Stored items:
::::
//! Custom Reminder Service.
//!
//! CRUD plus the next-fire computation, ported from the original system's
//! `compute_next_fire_utc`: daily-at-a-time-of-day by default, or
//! monthly-on-a-day when `day_of_month` is set (clamped to the last day of
//! short months). Both paths go through the DST-safe helpers in
//! [`crate::time_zone`].

use anyhow::Result;
use chrono::{NaiveDate, NaiveDateTime, Utc};
use chrono_tz::Tz;
use sqlx::SqlitePool;

use crate::error::ReminderError;
use crate::models::CustomReminder;
use crate::store;
use crate::time_zone;

// These bounds govern the User entity's built-in morning-reminder cadence
// (settings endpoint / /set_interval, /set_attempts chat commands).
pub const MIN_INTERVAL_MINUTES: i64 = 5;
pub const MAX_INTERVAL_MINUTES: i64 = 720;
pub const MIN_MAX_ATTEMPTS: i64 = 0;
pub const MAX_MAX_ATTEMPTS: i64 = 10;

// CustomReminder rows have their own, wider range — a user-defined reminder
// can be far more frequent or far rarer than the fixed morning nudge.
pub const MIN_CUSTOM_INTERVAL_MINUTES: i64 = 1;
pub const MAX_CUSTOM_INTERVAL_MINUTES: i64 = 1440;
pub const MIN_CUSTOM_MAX_ATTEMPTS: i64 = 1;
pub const MAX_CUSTOM_MAX_ATTEMPTS: i64 = 50;

/// Next UTC fire instant and the local calendar date it corresponds to.
pub fn compute_next_fire(tz: Tz, time_of_day: chrono::NaiveTime, day_of_month: Option<u32>, after: chrono::DateTime<Utc>) -> (NaiveDateTime, NaiveDate) {
    let next = match day_of_month {
        None => time_zone::next_local_time_after(tz, time_of_day, after),
        Some(dom) => time_zone::next_monthly_time_after(tz, time_of_day, dom, after),
    };
    // next_local_time_after/next_monthly_time_after only return None if the
    // timezone's DST table is exhausted within the lookahead window, which
    // does not happen for any real IANA zone; falling back to +1 day keeps
    // the reminder alive rather than panicking.
    let next = next.unwrap_or_else(|| after + chrono::Duration::days(1));
    (next.naive_utc(), time_zone::local_date(next, tz))
}

/// Validates the User entity's built-in morning-reminder interval.
pub fn validate_interval(minutes: i64) -> Result<(), ReminderError> {
    if !(MIN_INTERVAL_MINUTES..=MAX_INTERVAL_MINUTES).contains(&minutes) {
        return Err(ReminderError::IntervalOutOfRange { min: MIN_INTERVAL_MINUTES, max: MAX_INTERVAL_MINUTES });
    }
    Ok(())
}

/// Validates the User entity's built-in morning-reminder max-attempts.
pub fn validate_max_attempts(attempts: i64) -> Result<(), ReminderError> {
    if !(MIN_MAX_ATTEMPTS..=MAX_MAX_ATTEMPTS).contains(&attempts) {
        return Err(ReminderError::MaxAttemptsOutOfRange { min: MIN_MAX_ATTEMPTS, max: MAX_MAX_ATTEMPTS });
    }
    Ok(())
}

/// Validates a CustomReminder's repeat interval (wider range than the
/// built-in morning reminder — these are user-defined and can run far
/// more or less often).
pub fn validate_custom_interval(minutes: i64) -> Result<(), ReminderError> {
    if !(MIN_CUSTOM_INTERVAL_MINUTES..=MAX_CUSTOM_INTERVAL_MINUTES).contains(&minutes) {
        return Err(ReminderError::IntervalOutOfRange { min: MIN_CUSTOM_INTERVAL_MINUTES, max: MAX_CUSTOM_INTERVAL_MINUTES });
    }
    Ok(())
}

/// Validates a CustomReminder's daily max-attempts.
pub fn validate_custom_max_attempts(attempts: i64) -> Result<(), ReminderError> {
    if !(MIN_CUSTOM_MAX_ATTEMPTS..=MAX_CUSTOM_MAX_ATTEMPTS).contains(&attempts) {
        return Err(ReminderError::MaxAttemptsOutOfRange { min: MIN_CUSTOM_MAX_ATTEMPTS, max: MAX_CUSTOM_MAX_ATTEMPTS });
    }
    Ok(())
}

#[allow(clippy::too_many_arguments)]
pub async fn add_reminder(
    pool: &SqlitePool,
    user_id: i64,
    user_tz: Tz,
    time_of_day: chrono::NaiveTime,
    description: &str,
    repeat_interval_minutes: i64,
    max_attempts_per_day: i64,
    day_of_month: Option<i64>,
) -> Result<i64> {
    validate_custom_interval(repeat_interval_minutes)?;
    validate_custom_max_attempts(max_attempts_per_day)?;
    if let Some(dom) = day_of_month
        && !(1..=31).contains(&dom)
    {
        return Err(ReminderError::DayOfMonthOutOfRange.into());
    }

    let (next_fire_utc, cycle_date) =
        compute_next_fire(user_tz, time_of_day, day_of_month.map(|d| d as u32), Utc::now());

    let time_str = time_of_day.format("%H:%M").to_string();
    store::insert_custom_reminder(
        pool,
        user_id,
        &time_str,
        day_of_month,
        description,
        repeat_interval_minutes,
        max_attempts_per_day,
        next_fire_utc,
        cycle_date,
    )
    .await
}

pub async fn list_for_user(pool: &SqlitePool, user_id: i64) -> Result<Vec<CustomReminder>> {
    store::list_custom_reminders(pool, user_id).await
}

pub async fn delete(pool: &SqlitePool, reminder_id: i64, user_id: i64) -> Result<bool> {
    store::delete_custom_reminder(pool, reminder_id, user_id).await
}

pub async fn toggle(pool: &SqlitePool, reminder_id: i64, user_id: i64, enabled: bool, user_tz: Tz) -> Result<bool> {
    let toggled = store::set_custom_reminder_enabled(pool, reminder_id, user_id, enabled).await?;
    if toggled && enabled {
        // Re-enabling needs a fresh schedule: the reminder may have sat
        // disabled long enough that its stored next_fire_at_utc is in the past.
        if let Some(reminder) = store::get_custom_reminder(pool, reminder_id).await? {
            let time = time_zone::parse_time_of_day(&reminder.time_of_day).unwrap_or(chrono::NaiveTime::MIN);
            let (next_fire, cycle_date) =
                compute_next_fire(user_tz, time, reminder.day_of_month.map(|d| d as u32), Utc::now());
            store::reschedule_custom_reminder(pool, reminder_id, next_fire, cycle_date, 0, false).await?;
        }
    }
    Ok(toggled)
}

/// Mark the reminder's cycle complete for today/this-month and roll its
/// next_fire_at_utc forward, clearing any stale lease.
pub async fn mark_done(pool: &SqlitePool, reminder_id: i64, user_id: i64, user_tz: Tz) -> Result<bool> {
    let Some(reminder) = store::get_custom_reminder(pool, reminder_id).await? else {
        return Ok(false);
    };
    if reminder.user_id != user_id {
        return Ok(false);
    }
    let time = time_zone::parse_time_of_day(&reminder.time_of_day).unwrap_or(chrono::NaiveTime::MIN);
    let (next_fire, cycle_date) = compute_next_fire(user_tz, time, reminder.day_of_month.map(|d| d as u32), Utc::now());
    store::reschedule_custom_reminder(pool, reminder_id, next_fire, cycle_date, 0, true).await?;
    Ok(true)
}

/// Updates whichever fields are `Some`. A change to `time_of_day` or
/// `day_of_month` computes a fresh `next_fire_at_utc` and resets the
/// day's attempt count, matching what re-enabling a reminder already does.
#[allow(clippy::too_many_arguments)]
pub async fn update(
    pool: &SqlitePool,
    reminder_id: i64,
    user_id: i64,
    user_tz: Tz,
    time_of_day: Option<chrono::NaiveTime>,
    day_of_month: Option<i64>,
    description: Option<&str>,
    repeat_interval_minutes: Option<i64>,
    max_attempts_per_day: Option<i64>,
    enabled: Option<bool>,
) -> Result<bool> {
    if let Some(minutes) = repeat_interval_minutes {
        validate_custom_interval(minutes)?;
    }
    if let Some(attempts) = max_attempts_per_day {
        validate_custom_max_attempts(attempts)?;
    }
    if let Some(dom) = day_of_month
        && !(1..=31).contains(&dom)
    {
        return Err(ReminderError::DayOfMonthOutOfRange.into());
    }

    let reschedule_needed = time_of_day.is_some() || day_of_month.is_some();
    let time_str = time_of_day.map(|t| t.format("%H:%M").to_string());
    let updated = store::update_custom_reminder(
        pool,
        reminder_id,
        user_id,
        time_str.as_deref(),
        day_of_month,
        description,
        repeat_interval_minutes,
        max_attempts_per_day,
    )
    .await?;
    if !updated {
        return Ok(false);
    }

    if let Some(enabled) = enabled {
        store::set_custom_reminder_enabled(pool, reminder_id, user_id, enabled).await?;
    }

    if reschedule_needed
        && let Some(reminder) = store::get_custom_reminder(pool, reminder_id).await?
    {
        let time = time_zone::parse_time_of_day(&reminder.time_of_day).unwrap_or(chrono::NaiveTime::MIN);
        let (next_fire, cycle_date) = compute_next_fire(user_tz, time, reminder.day_of_month.map(|d| d as u32), Utc::now());
        store::reschedule_custom_reminder(pool, reminder_id, next_fire, cycle_date, 0, false).await?;
    }

    Ok(true)
}

pub struct ReminderStats {
    pub total: i64,
    pub enabled: i64,
    pub disabled: i64,
    pub done_today: i64,
    pub sent_today: i64,
}

pub async fn stats(pool: &SqlitePool, user_id: i64) -> Result<ReminderStats> {
    let reminders = store::list_custom_reminders(pool, user_id).await?;
    let total = reminders.len() as i64;
    let enabled = reminders.iter().filter(|r| r.enabled).count() as i64;
    let done_today = reminders.iter().filter(|r| r.done_today).count() as i64;
    let sent_today = reminders.iter().map(|r| r.attempts_sent_today).sum();
    Ok(ReminderStats { total, enabled, disabled: total - enabled, done_today, sent_today })
}

#[cfg(test)]
mod tests {
    use super::*;
    use chrono::TimeZone;

    #[test]
    fn compute_next_fire_daily_rolls_to_tomorrow_when_time_passed() {
        let tz: Tz = "UTC".parse().unwrap();
        let after = Utc.with_ymd_and_hms(2026, 7, 28, 10, 0, 0).unwrap();
        let time = chrono::NaiveTime::from_hms_opt(9, 0, 0).unwrap();
        let (next, date) = compute_next_fire(tz, time, None, after);
        assert_eq!(date, NaiveDate::from_ymd_opt(2026, 7, 29).unwrap());
        assert_eq!(next.date(), date);
    }

    #[test]
    fn compute_next_fire_daily_stays_today_when_time_upcoming() {
        let tz: Tz = "UTC".parse().unwrap();
        let after = Utc.with_ymd_and_hms(2026, 7, 28, 6, 0, 0).unwrap();
        let time = chrono::NaiveTime::from_hms_opt(9, 0, 0).unwrap();
        let (_, date) = compute_next_fire(tz, time, None, after);
        assert_eq!(date, NaiveDate::from_ymd_opt(2026, 7, 28).unwrap());
    }

    #[test]
    fn validate_interval_rejects_out_of_range() {
        assert!(validate_interval(1).is_err());
        assert!(validate_interval(30).is_ok());
        assert!(validate_interval(1000).is_err());
    }

    #[test]
    fn custom_reminder_bounds_are_wider_than_morning_reminder_bounds() {
        assert!(validate_custom_interval(1).is_ok());
        assert!(validate_custom_interval(1440).is_ok());
        assert!(validate_custom_interval(0).is_err());
        assert!(validate_custom_interval(1441).is_err());

        assert!(validate_custom_max_attempts(1).is_ok());
        assert!(validate_custom_max_attempts(50).is_ok());
        assert!(validate_custom_max_attempts(0).is_err());
        assert!(validate_custom_max_attempts(51).is_err());
    }
}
::::
WHAT THE EXERCISE ASKS >> Collect each line of the entries that has the word "have", copying it in full.

SOLUTION >>
// CustomReminder rows have their own, wider range — a user-defined reminder
        // Re-enabling needs a fresh schedule: the reminder may have sat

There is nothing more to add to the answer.